К счастью для него, залитая лучами заходящего солнца комната была пуста. На всякий случай он спросил нарочито нетерпеливым тоном: «Вы здесь?», но в ответ не раздалось ни шороха.
Розовые занавеси постели были раздвинуты, на полу были разбросаны нижние юбки. Похоже было, что горничная Дэйзи исчезла вместо того, чтобы заняться уборкой комнаты хозяйки.
Обычно он осматривал первым делом книжный шкаф, но в этой комнате его не было. Подойдя к столику у постели, Себастьян пошарил в полуоткрытом ящике. Брезгливо отбросив щетки со сческами длинных белокурых волос, он пытался нащупать что-нибудь напоминавшее книжку.
Ничего похожего.
Растирая побаливавшую челюсть, он взглянул на туалетный столик.
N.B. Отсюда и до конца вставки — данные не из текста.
//! End-to-end: generate figures through real backends and read the files back

#![cfg(all(feature = "procedural", feature = "faceted"))]

use std::fs;

use figure_core::{
    FigureAssembly, FigureError, FigureGenerator, PrimitiveError, ProportionConfig, preset_draft,
};
use figure_mesh::{
    BackendKind, ExportError, ExportFormat, FacetedBackend, ProceduralBackend, TriMesh,
    export_figure,
};
use tempfile::TempDir;

fn procedural_figure(preset: &str) -> FigureAssembly<TriMesh> {
    FigureGenerator::new(ProceduralBackend::new())
        .generate_preset(preset, 45.0)
        .unwrap()
}

#[test]
fn obj_has_one_object_per_part() {
    let dir = TempDir::new().unwrap();
    let path = dir.path().join("female.obj");
    let figure = procedural_figure("female_adult");

    let format = export_figure(&figure, &path, None, BackendKind::Procedural).unwrap();
    assert_eq!(format, ExportFormat::Obj);

    let text = fs::read_to_string(&path).unwrap();
    let objects: Vec<&str> = text
        .lines()
        .filter_map(|line| line.strip_prefix("o "))
        .collect();
    let names: Vec<&str> = figure.part_names().collect();
    assert_eq!(objects, names);

    let vertices = text.lines().filter(|l| l.starts_with("v ")).count();
    let normals = text.lines().filter(|l| l.starts_with("vn ")).count();
    let faces = text.lines().filter(|l| l.starts_with("f ")).count();
    let expected_vertices: usize = figure.iter().map(|p| p.mesh.vertex_count()).sum();
    let expected_faces: usize = figure.iter().map(|p| p.mesh.triangle_count()).sum();
    assert_eq!(vertices, expected_vertices);
    assert_eq!(normals, expected_vertices);
    assert_eq!(faces, expected_faces);

    // Highest face index refers to the last vertex
    let max_index = text
        .lines()
        .filter_map(|l| l.strip_prefix("f "))
        .flat_map(|l| l.split_whitespace())
        .filter_map(|corner| corner.split("//").next()?.parse::<usize>().ok())
        .max()
        .unwrap();
    assert_eq!(max_index, expected_vertices);
}

#[test]
fn stl_size_matches_triangle_count() {
    let dir = TempDir::new().unwrap();
    let path = dir.path().join("male.stl");
    let figure = FigureGenerator::new(FacetedBackend::new())
        .generate_preset("male_adult", 90.0)
        .unwrap();

    export_figure(&figure, &path, None, BackendKind::Faceted).unwrap();

    let bytes = fs::read(&path).unwrap();
    let triangles: usize = figure.iter().map(|p| p.mesh.triangle_count()).sum();
    assert_eq!(bytes.len(), 80 + 4 + 50 * triangles);
    let count = u32::from_le_bytes([bytes[80], bytes[81], bytes[82], bytes[83]]);
    assert_eq!(count as usize, triangles);
    assert!(!bytes.starts_with(b"solid"));
}

#[cfg(feature = "glb")]
#[test]
fn glb_reimports_with_named_nodes() {
    let dir = TempDir::new().unwrap();
    let path = dir.path().join("female.glb");
    let figure = procedural_figure("female_adult");

    export_figure(&figure, &path, None, BackendKind::Procedural).unwrap();

    let (document, buffers, _images) = gltf::import(&path).unwrap();
    assert_eq!(document.meshes().count(), 21);
    assert_eq!(document.scenes().count(), 1);

    let node_names: Vec<String> = document
        .nodes()
        .filter_map(|n| n.name().map(str::to_string))
        .collect();
    let part_names: Vec<String> = figure.part_names().map(str::to_string).collect();
    assert_eq!(node_names, part_names);

    // Head icosphere at level 2
    let head = document.meshes().next().unwrap();
    let primitive = head.primitives().next().unwrap();
    let reader = primitive.reader(|buffer| Some(&buffers[buffer.index()]));
    assert_eq!(reader.read_positions().unwrap().count(), 162);
    assert_eq!(reader.read_normals().unwrap().count(), 162);
    assert_eq!(reader.read_indices().unwrap().into_u32().count(), 320 * 3);
}

#[test]
fn faceted_backend_rejects_glb() {
    let dir = TempDir::new().unwrap();
    let path = dir.path().join("figure.glb");
    let figure = FigureGenerator::new(FacetedBackend::new())
        .generate_preset("child", 20.0)
        .unwrap();

    let err = export_figure(&figure, &path, None, BackendKind::Faceted).unwrap_err();
    assert!(matches!(err, ExportError::UnsupportedFormat { backend: "faceted", .. }));
    assert!(!path.exists());
}

#[test]
fn unknown_extension_is_rejected() {
    let dir = TempDir::new().unwrap();
    let figure = procedural_figure("heroic");
    let err = export_figure(
        &figure,
        &dir.path().join("figure.fbx"),
        None,
        BackendKind::Procedural,
    )
    .unwrap_err();
    assert!(matches!(err, ExportError::UnknownExtension { .. }));
}

#[test]
fn oversubdivided_head_fails_whole_figure() {
    let mut draft = preset_draft("male_adult").unwrap();
    draft.subdivisions = 7;
    let config = ProportionConfig::try_from(draft).unwrap();

    let err = FigureGenerator::new(ProceduralBackend::new())
        .generate(&config, 45.0)
        .unwrap_err();
    assert_head_overflow(err);
}

#[test]
fn saturated_subdivisions_fail_faceted_figure() {
    let mut draft = preset_draft("male_adult").unwrap();
    draft.subdivisions = 30;
    let config = ProportionConfig::try_from(draft).unwrap();

    let err = FigureGenerator::new(FacetedBackend::new())
        .generate(&config, 45.0)
        .unwrap_err();
    assert_head_overflow(err);
}

fn assert_head_overflow(err: FigureError) {
    match err {
        FigureError::PartConstructionFailed { part_name, cause } => {
            assert_eq!(part_name, "Head");
            assert!(matches!(cause, PrimitiveError::IndexOverflow { .. }));
        }
        other => panic!("unexpected error: {other}"),
    }
}

#[test]
fn boxed_backend_from_registry() {
    let kind = BackendKind::auto().unwrap();
    let generator = FigureGenerator::new(kind.create().unwrap());
    let figure = generator.generate_preset("female_adult", 0.0).unwrap();
    assert_eq!(figure.part_count(), 21);
    assert!(figure.iter().all(|p| !p.mesh.is_empty()));
}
Из переполненных ящиков в беспорядке выглядывали шали с бахромой и кружевные носовые платки.
Боже, до чего ему опротивело рыться в чужих вещах. Хотя надо сказать, были и интересные находки. Дядя Берджес, например, держал у себя в шкафу глубоко запрятанный, довольно большой запас опиума. Близнецы самым бессовестным образом обворовывали гостей и прятали свою добычу на чердаке. Старшая дочь Бэба курила опиум. В дневнике Вильды хранилась между страницами прядь мужских волос. Йен… Вот о Йене он не узнал ничего. Его комната была настолько голой, что Себастьян подумал, что попал не туда. Но нет, либо Йену было отказано в роскоши, столь излюбленной другими членами семьи, либо он нарочно избрал себе такой стиль жизни, чтобы постоянно напоминать себе о своем незаконном происхождении.
Себастьян желал бы верить, что Йена просто обделили и все объясняется этим. Но наблюдая за Йеном, видя его сдержанность, то, как жадно следит он за другими, преследуя какие-то свои цели, Себастьян понимал, что этот человек опасен. И его не следовало бы упускать из виду.
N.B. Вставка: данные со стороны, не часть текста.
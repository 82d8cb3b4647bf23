//! Figure export: OBJ, binary STL and GLB
//!
//! Each part of a [`FigureAssembly`] stays a separately named object in the
//! output (OBJ `o` groups, glTF nodes); STL has no object concept and gets
//! a flat facet list.

#[cfg(feature = "glb")]
mod glb;
mod obj;
mod stl;

use std::fmt;
use std::fs::{self, File};
use std::io::{BufWriter, Write};
use std::path::Path;
use std::str::FromStr;

use figure_core::FigureAssembly;
use tracing::{info, warn};

use crate::backend::BackendKind;
use crate::error::ExportError;
use crate::mesh::TriMesh;

#[cfg(feature = "glb")]
pub use glb::encode_glb;
pub use obj::write_obj;
pub use stl::write_stl;

/// Output file formats
#[derive(Clone, Copy, Debug, PartialEq, Eq, Hash)]
pub enum ExportFormat {
    Obj,
    Stl,
    Glb,
}

impl ExportFormat {
    pub const ALL: [ExportFormat; 3] = [ExportFormat::Glb, ExportFormat::Obj, ExportFormat::Stl];

    /// File extension without the dot
    pub fn extension(self) -> &'static str {
        match self {
            ExportFormat::Obj => "obj",
            ExportFormat::Stl => "stl",
            ExportFormat::Glb => "glb",
        }
    }

    /// Format for a file extension (case-insensitive, no dot)
    pub fn from_extension(extension: &str) -> Option<Self> {
        Self::ALL
            .into_iter()
            .find(|format| format.extension().eq_ignore_ascii_case(extension))
    }

    /// Format implied by a path's extension
    pub fn from_path(path: &Path) -> Option<Self> {
        path.extension()
            .and_then(|ext| ext.to_str())
            .and_then(Self::from_extension)
    }

    /// Whether the encoder for this format was compiled in
    pub fn is_available(self) -> bool {
        match self {
            ExportFormat::Glb => cfg!(feature = "glb"),
            ExportFormat::Obj | ExportFormat::Stl => true,
        }
    }
}

impl fmt::Display for ExportFormat {
    fn fmt(&self, f: &mut fmt::Formatter<'_>) -> fmt::Result {
        f.write_str(self.extension())
    }
}

impl FromStr for ExportFormat {
    type Err = String;

    fn from_str(s: &str) -> Result<Self, Self::Err> {
        Self::from_extension(s).ok_or_else(|| format!("unknown format `{s}` (expected glb, obj or stl)"))
    }
}

/// Pick the export format: explicit choice first, then the path's extension.
///
/// The result must be one `backend` supports.
pub fn resolve_format(
    path: &Path,
    format: Option<ExportFormat>,
    backend: BackendKind,
) -> Result<ExportFormat, ExportError> {
    let format = match format {
        Some(format) => format,
        None => ExportFormat::from_path(path).ok_or_else(|| ExportError::UnknownExtension {
            path: path.to_path_buf(),
        })?,
    };

    if !backend.supports(format) {
        let supported: Vec<&str> = backend
            .supported_formats()
            .iter()
            .filter(|f| f.is_available())
            .map(|f| f.extension())
            .collect();
        return Err(ExportError::UnsupportedFormat {
            format,
            backend: backend.name(),
            supported: supported.join(", "),
        });
    }
    Ok(format)
}

/// Write a generated figure to `path`, returning the format used
pub fn export_figure(
    assembly: &FigureAssembly<TriMesh>,
    path: &Path,
    format: Option<ExportFormat>,
    backend: BackendKind,
) -> Result<ExportFormat, ExportError> {
    let format = resolve_format(path, format, backend)?;
    if assembly.part_count() == 0 {
        return Err(ExportError::EmptyAssembly);
    }

    #[cfg(not(feature = "glb"))]
    if format == ExportFormat::Glb {
        return Err(ExportError::UnsupportedFormat {
            format,
            backend: backend.name(),
            supported: "obj, stl".to_string(),
        });
    }

    write_file(path, |writer| {
        let io_error = |source| ExportError::Io {
            path: path.to_path_buf(),
            source,
        };
        match format {
            ExportFormat::Obj => write_obj(assembly, writer).map_err(io_error),
            ExportFormat::Stl => write_stl(assembly, writer).map_err(io_error),
            #[cfg(feature = "glb")]
            ExportFormat::Glb => {
                let glb = encode_glb(assembly)?;
                writer.write_all(&glb).map_err(io_error)
            }
            #[cfg(not(feature = "glb"))]
            ExportFormat::Glb => Ok(()),
        }
    })?;

    let triangles: usize = assembly.iter().map(|p| p.mesh.triangle_count()).sum();
    info!(
        "Exported {} parts ({} triangles) as {} to {}",
        assembly.part_count(),
        triangles,
        format,
        path.display()
    );
    Ok(format)
}

/// Create `path` and fill it with `write`. A failed write removes the
/// partial file.
fn write_file<F>(path: &Path, write: F) -> Result<(), ExportError>
where
    F: FnOnce(&mut BufWriter<File>) -> Result<(), ExportError>,
{
    let file = File::create(path).map_err(|source| ExportError::Io {
        path: path.to_path_buf(),
        source,
    })?;
    let mut writer = BufWriter::new(file);

    let result = write(&mut writer).and_then(|()| {
        writer.flush().map_err(|source| ExportError::Io {
            path: path.to_path_buf(),
            source,
        })
    });
    if result.is_err() {
        drop(writer);
        if let Err(err) = fs::remove_file(path) {
            warn!("Failed to remove partial export {}: {}", path.display(), err);
        }
    }
    result
}

#[cfg(test)]
mod tests {
    use super::*;

    #[test]
    fn test_failed_write_removes_partial_file() {
        let dir = tempfile::TempDir::new().unwrap();
        let path = dir.path().join("figure.obj");

        let err = write_file(&path, |writer| {
            writer.write_all(b"o Head\n").unwrap();
            writer.flush().unwrap();
            Err(ExportError::Io {
                path: path.clone(),
                source: std::io::Error::other("disk full"),
            })
        })
        .unwrap_err();
        assert!(matches!(err, ExportError::Io { .. }));
        assert!(!path.exists());

        write_file(&path, |writer| {
            writer.write_all(b"o Head\n").map_err(|source| ExportError::Io {
                path: path.clone(),
                source,
            })
        })
        .unwrap();
        assert_eq!(fs::read_to_string(&path).unwrap(), "o Head\n");
    }

    #[test]
    fn test_format_from_extension() {
        assert_eq!(ExportFormat::from_extension("OBJ"), Some(ExportFormat::Obj));
        assert_eq!(ExportFormat::from_extension("fbx"), None);
        assert_eq!(
            ExportFormat::from_path(Path::new("out/figure.glb")),
            Some(ExportFormat::Glb)
        );
        assert_eq!(ExportFormat::from_path(Path::new("figure")), None);
        assert_eq!("stl".parse::<ExportFormat>(), Ok(ExportFormat::Stl));
    }

    #[test]
    fn test_resolve_format() {
        let path = Path::new("figure.stl");
        assert_eq!(
            resolve_format(path, None, BackendKind::Faceted).unwrap(),
            ExportFormat::Stl
        );
        // Explicit format wins over the extension
        assert_eq!(
            resolve_format(path, Some(ExportFormat::Obj), BackendKind::Faceted).unwrap(),
            ExportFormat::Obj
        );
        assert!(matches!(
            resolve_format(Path::new("figure.glb"), None, BackendKind::Faceted),
            Err(ExportError::UnsupportedFormat { .. })
        ));
        assert!(matches!(
            resolve_format(Path::new("figure.blend"), None, BackendKind::Procedural),
            Err(ExportError::UnknownExtension { .. })
        ));
    }
}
Уж не Йен ли был тем таинственным злодеем, который так зверски избил его? Но, поразмыслив, Себастьян отказался от этой мысли. Он изрядно поработал кулаками на лице противника, а на Йене не было и следа побоев.
Ни на ком в целом доме не было следов – кроме него самого.
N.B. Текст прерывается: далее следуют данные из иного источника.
//! Concrete primitive backends and the backend registry
//!
//! Backends available in this build are decided by cargo features:
//! - `procedural`: indexed, smooth-shaded meshes (exports glb, obj, stl)
//! - `faceted`: un-welded flat-shaded triangles (exports obj, stl)

use std::fmt;
use std::str::FromStr;

use figure_core::{PrimitiveBackend, PrimitiveError};
use glam::{DQuat, DVec3};
use tracing::debug;

use crate::error::BackendError;
use crate::export::ExportFormat;
#[cfg(feature = "faceted")]
use crate::mesh::FacetedMesh;
use crate::mesh::TriMesh;
use crate::primitives::{CYLINDER_SECTIONS, generate_box, generate_cylinder, generate_icosphere};

/// Boxed backend producing [`TriMesh`]es, as returned by [`BackendKind::create`]
pub type DynBackend = Box<dyn PrimitiveBackend<Mesh = TriMesh> + Send + Sync>;

// =============================================================================
// Registry
// =============================================================================

/// Known backends, in auto-selection priority order
#[derive(Clone, Copy, Debug, PartialEq, Eq, Hash)]
pub enum BackendKind {
    Procedural,
    Faceted,
}

impl BackendKind {
    pub const ALL: [BackendKind; 2] = [BackendKind::Procedural, BackendKind::Faceted];

    pub fn name(self) -> &'static str {
        match self {
            BackendKind::Procedural => "procedural",
            BackendKind::Faceted => "faceted",
        }
    }

    pub fn description(self) -> &'static str {
        match self {
            BackendKind::Procedural => "Indexed smooth-shaded meshes",
            BackendKind::Faceted => "Flat-shaded un-welded triangles",
        }
    }

    /// Parse a backend name (case-insensitive)
    pub fn from_name(name: &str) -> Result<Self, BackendError> {
        Self::ALL
            .into_iter()
            .find(|kind| kind.name().eq_ignore_ascii_case(name))
            .ok_or_else(|| BackendError::Unknown {
                name: name.to_string(),
            })
    }

    /// Whether this backend was compiled in
    pub fn is_available(self) -> bool {
        match self {
            BackendKind::Procedural => cfg!(feature = "procedural"),
            BackendKind::Faceted => cfg!(feature = "faceted"),
        }
    }

    /// Highest-priority available backend
    pub fn auto() -> Result<Self, BackendError> {
        Self::ALL
            .into_iter()
            .find(|kind| kind.is_available())
            .ok_or_else(|| BackendError::Unavailable {
                name: "auto".to_string(),
                available: "none".to_string(),
            })
    }

    /// Formats this backend can export
    pub fn supported_formats(self) -> &'static [ExportFormat] {
        match self {
            BackendKind::Procedural => &[ExportFormat::Glb, ExportFormat::Obj, ExportFormat::Stl],
            BackendKind::Faceted => &[ExportFormat::Obj, ExportFormat::Stl],
        }
    }

    pub fn supports(self, format: ExportFormat) -> bool {
        self.supported_formats().contains(&format) && format.is_available()
    }

    /// Instantiate the backend
    pub fn create(self) -> Result<DynBackend, BackendError> {
        debug!("creating {} backend", self.name());
        match self {
            #[cfg(feature = "procedural")]
            BackendKind::Procedural => Ok(Box::new(ProceduralBackend::new())),
            #[cfg(feature = "faceted")]
            BackendKind::Faceted => Ok(Box::new(FacetedBackend::new())),
            #[allow(unreachable_patterns)]
            _ => Err(BackendError::Unavailable {
                name: self.name().to_string(),
                available: available_names(),
            }),
        }
    }
}

impl fmt::Display for BackendKind {
    fn fmt(&self, f: &mut fmt::Formatter<'_>) -> fmt::Result {
        f.write_str(self.name())
    }
}

impl FromStr for BackendKind {
    type Err = BackendError;

    fn from_str(s: &str) -> Result<Self, Self::Err> {
        Self::from_name(s)
    }
}

/// Backends compiled into this build, in priority order
pub fn available_backends() -> Vec<BackendKind> {
    BackendKind::ALL
        .into_iter()
        .filter(|kind| kind.is_available())
        .collect()
}

fn available_names() -> String {
    let names: Vec<&str> = available_backends().into_iter().map(BackendKind::name).collect();
    if names.is_empty() {
        "none".to_string()
    } else {
        names.join(", ")
    }
}

// =============================================================================
// Procedural backend
// =============================================================================

/// Indexed meshes with shared smooth normals on curved surfaces
#[cfg(feature = "procedural")]
#[derive(Clone, Copy, Debug)]
pub struct ProceduralBackend {
    cylinder_sections: u32,
}

#[cfg(feature = "procedural")]
impl Default for ProceduralBackend {
    fn default() -> Self {
        Self::new()
    }
}

#[cfg(feature = "procedural")]
impl ProceduralBackend {
    pub fn new() -> Self {
        Self {
            cylinder_sections: CYLINDER_SECTIONS,
        }
    }

    /// Override the radial section count (minimum 3)
    pub fn with_cylinder_sections(mut self, sections: u32) -> Self {
        self.cylinder_sections = sections.max(3);
        self
    }
}

#[cfg(feature = "procedural")]
impl PrimitiveBackend for ProceduralBackend {
    type Mesh = TriMesh;

    fn name(&self) -> &'static str {
        BackendKind::Procedural.name()
    }

    fn make_sphere(
        &self,
        radius: f64,
        center: DVec3,
        subdivisions: u32,
    ) -> Result<TriMesh, PrimitiveError> {
        generate_icosphere(radius, center, subdivisions)
    }

    fn make_cylinder(
        &self,
        radius: f64,
        length: f64,
        start: DVec3,
        orientation: DQuat,
    ) -> Result<TriMesh, PrimitiveError> {
        generate_cylinder(radius, length, start, orientation, self.cylinder_sections)
    }

    fn make_box(
        &self,
        width: f64,
        height: f64,
        depth: f64,
        center: DVec3,
        orientation: DQuat,
    ) -> Result<TriMesh, PrimitiveError> {
        generate_box(width, height, depth, center, orientation)
    }
}

// =============================================================================
// Faceted backend
// =============================================================================

/// Same shapes as the procedural backend, un-welded with per-face normals
#[cfg(feature = "faceted")]
#[derive(Clone, Copy, Debug, Default)]
pub struct FacetedBackend;

#[cfg(feature = "faceted")]
impl FacetedBackend {
    pub fn new() -> Self {
        Self
    }
}

#[cfg(feature = "faceted")]
impl PrimitiveBackend for FacetedBackend {
    type Mesh = TriMesh;

    fn name(&self) -> &'static str {
        BackendKind::Faceted.name()
    }

    fn make_sphere(
        &self,
        radius: f64,
        center: DVec3,
        subdivisions: u32,
    ) -> Result<TriMesh, PrimitiveError> {
        generate_icosphere::<FacetedMesh>(radius, center, subdivisions).map(FacetedMesh::into_mesh)
    }

    fn make_cylinder(
        &self,
        radius: f64,
        length: f64,
        start: DVec3,
        orientation: DQuat,
    ) -> Result<TriMesh, PrimitiveError> {
        generate_cylinder::<FacetedMesh>(radius, length, start, orientation, CYLINDER_SECTIONS)
            .map(FacetedMesh::into_mesh)
    }

    fn make_box(
        &self,
        width: f64,
        height: f64,
        depth: f64,
        center: DVec3,
        orientation: DQuat,
    ) -> Result<TriMesh, PrimitiveError> {
        generate_box::<FacetedMesh>(width, height, depth, center, orientation)
            .map(FacetedMesh::into_mesh)
    }
}

#[cfg(test)]
mod tests {
    use super::*;

    #[test]
    fn test_from_name() {
        assert_eq!(BackendKind::from_name("procedural"), Ok(BackendKind::Procedural));
        assert_eq!(BackendKind::from_name("Faceted"), Ok(BackendKind::Faceted));
        assert_eq!(
            "blender".parse::<BackendKind>(),
            Err(BackendError::Unknown {
                name: "blender".to_string()
            })
        );
    }

    #[test]
    fn test_auto_prefers_procedural() {
        if cfg!(feature = "procedural") {
            assert_eq!(BackendKind::auto(), Ok(BackendKind::Procedural));
        }
        assert_eq!(BackendKind::auto().is_ok(), !available_backends().is_empty());
    }

    #[test]
    fn test_supported_formats() {
        assert!(!BackendKind::Faceted.supports(ExportFormat::Glb));
        assert!(BackendKind::Faceted.supports(ExportFormat::Stl));
        assert_eq!(
            BackendKind::Procedural.supports(ExportFormat::Glb),
            cfg!(feature = "glb")
        );
    }

    #[cfg(feature = "procedural")]
    #[test]
    fn test_procedural_sphere() {
        let backend = BackendKind::Procedural.create().unwrap();
        assert_eq!(backend.name(), "procedural");
        let mesh = backend.make_sphere(0.5, DVec3::ZERO, 1).unwrap();
        assert_eq!(mesh.vertex_count(), 42);
    }

    #[cfg(feature = "faceted")]
    #[test]
    fn test_faceted_cylinder() {
        let backend = FacetedBackend::new();
        let mesh = backend
            .make_cylinder(0.1, 1.0, DVec3::ZERO, DQuat::IDENTITY)
            .unwrap();
        assert_eq!(mesh.vertex_count(), mesh.triangle_count() * 3);
        assert_eq!(mesh.triangle_count(), 4 * CYLINDER_SECTIONS as usize);
    }

    #[cfg(feature = "procedural")]
    #[test]
    fn test_custom_sections() {
        let backend = ProceduralBackend::new().with_cylinder_sections(8);
        let mesh = backend
            .make_cylinder(0.1, 1.0, DVec3::ZERO, DQuat::IDENTITY)
            .unwrap();
        assert_eq!(mesh.vertex_count(), 4 * 8 + 2);
    }
}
Обычно на нем все заживало быстро, но не успела сойти опухоль от ударов, нанесенных Мэри, как его сдернули с веревки и снова избили. Всего за три дня, проведенных в Фэрчайлд-Мэноре, испытанный боец Себастьян Дюран пострадал от рук женщины и… неизвестно кого.
Кстати, неизвестного, приказавшего ему держаться подальше от Мэри. Себастьян послушался! Он действительно держался на расстоянии и был преисполнен почтения во время их кратких встреч.
Но это раздражало его. Боже, до чего это его раздражало.
Со вздохом он отвернулся от постели и вдруг почувствовал, как что-то шевелится у него на плече. Он схватил это что-то и увидел у себя в руке изгибающиеся пальцы.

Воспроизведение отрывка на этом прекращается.